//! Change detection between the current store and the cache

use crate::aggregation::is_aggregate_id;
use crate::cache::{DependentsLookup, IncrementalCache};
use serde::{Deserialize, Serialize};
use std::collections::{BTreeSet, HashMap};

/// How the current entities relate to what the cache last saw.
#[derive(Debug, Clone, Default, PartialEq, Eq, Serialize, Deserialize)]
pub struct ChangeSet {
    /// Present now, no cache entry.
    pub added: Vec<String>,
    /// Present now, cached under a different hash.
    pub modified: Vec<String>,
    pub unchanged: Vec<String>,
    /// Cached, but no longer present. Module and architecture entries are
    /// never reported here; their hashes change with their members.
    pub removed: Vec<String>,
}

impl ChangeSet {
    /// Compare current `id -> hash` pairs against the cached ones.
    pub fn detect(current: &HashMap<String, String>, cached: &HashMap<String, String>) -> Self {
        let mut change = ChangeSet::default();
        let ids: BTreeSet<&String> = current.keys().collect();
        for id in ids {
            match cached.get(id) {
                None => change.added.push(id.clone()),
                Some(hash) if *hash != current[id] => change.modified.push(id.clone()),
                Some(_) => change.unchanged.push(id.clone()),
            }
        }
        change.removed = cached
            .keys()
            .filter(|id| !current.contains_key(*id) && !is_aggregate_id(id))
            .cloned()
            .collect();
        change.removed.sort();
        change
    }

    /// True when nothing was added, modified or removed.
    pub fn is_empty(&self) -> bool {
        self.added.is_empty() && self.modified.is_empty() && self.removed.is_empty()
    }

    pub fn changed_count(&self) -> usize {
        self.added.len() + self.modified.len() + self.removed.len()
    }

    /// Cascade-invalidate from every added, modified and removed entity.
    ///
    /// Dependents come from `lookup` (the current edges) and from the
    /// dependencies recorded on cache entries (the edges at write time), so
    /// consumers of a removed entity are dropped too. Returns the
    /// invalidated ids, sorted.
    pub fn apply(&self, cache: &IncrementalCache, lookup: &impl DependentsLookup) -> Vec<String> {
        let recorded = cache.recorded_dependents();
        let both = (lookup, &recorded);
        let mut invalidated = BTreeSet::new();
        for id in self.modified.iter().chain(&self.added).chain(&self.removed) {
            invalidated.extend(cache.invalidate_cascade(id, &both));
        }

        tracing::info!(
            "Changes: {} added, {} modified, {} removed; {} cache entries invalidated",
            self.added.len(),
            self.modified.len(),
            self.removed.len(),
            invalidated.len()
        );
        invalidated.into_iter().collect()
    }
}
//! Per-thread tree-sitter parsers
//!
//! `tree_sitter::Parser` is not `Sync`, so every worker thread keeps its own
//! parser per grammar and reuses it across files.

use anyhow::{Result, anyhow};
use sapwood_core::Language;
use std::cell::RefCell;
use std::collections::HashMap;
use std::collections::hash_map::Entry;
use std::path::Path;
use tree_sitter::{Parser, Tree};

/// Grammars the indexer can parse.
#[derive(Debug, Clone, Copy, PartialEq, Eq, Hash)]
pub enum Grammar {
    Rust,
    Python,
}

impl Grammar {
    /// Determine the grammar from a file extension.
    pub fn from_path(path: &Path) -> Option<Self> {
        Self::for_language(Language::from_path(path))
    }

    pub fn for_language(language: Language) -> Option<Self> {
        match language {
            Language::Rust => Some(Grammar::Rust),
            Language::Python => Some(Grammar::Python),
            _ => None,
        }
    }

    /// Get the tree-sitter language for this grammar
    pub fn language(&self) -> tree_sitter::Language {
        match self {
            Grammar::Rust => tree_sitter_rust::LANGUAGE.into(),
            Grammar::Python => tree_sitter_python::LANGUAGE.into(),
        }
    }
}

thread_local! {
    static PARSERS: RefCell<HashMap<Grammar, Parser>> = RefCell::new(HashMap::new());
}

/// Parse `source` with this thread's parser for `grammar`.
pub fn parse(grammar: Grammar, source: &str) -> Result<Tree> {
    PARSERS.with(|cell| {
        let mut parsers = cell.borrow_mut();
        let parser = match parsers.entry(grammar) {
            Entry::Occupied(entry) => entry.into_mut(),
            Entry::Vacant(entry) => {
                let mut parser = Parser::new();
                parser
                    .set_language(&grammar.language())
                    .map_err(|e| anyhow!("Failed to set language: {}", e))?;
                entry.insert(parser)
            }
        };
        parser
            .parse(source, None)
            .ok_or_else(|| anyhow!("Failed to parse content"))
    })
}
____
All lines from the start of the entries through the line where "the cached ones." sits should be duplicated exactly, with nothing else in the output.

_TASK RESPONSE:_
//! Change detection between the current store and the cache

use crate::aggregation::is_aggregate_id;
use crate::cache::{DependentsLookup, IncrementalCache};
use serde::{Deserialize, Serialize};
use std::collections::{BTreeSet, HashMap};

/// How the current entities relate to what the cache last saw.
#[derive(Debug, Clone, Default, PartialEq, Eq, Serialize, Deserialize)]
pub struct ChangeSet {
    /// Present now, no cache entry.
    pub added: Vec<String>,
    /// Present now, cached under a different hash.
    pub modified: Vec<String>,
    pub unchanged: Vec<String>,
    /// Cached, but no longer present. Module and architecture entries are
    /// never reported here; their hashes change with their members.
    pub removed: Vec<String>,
}

impl ChangeSet {
    /// Compare current `id -> hash` pairs against the cached ones.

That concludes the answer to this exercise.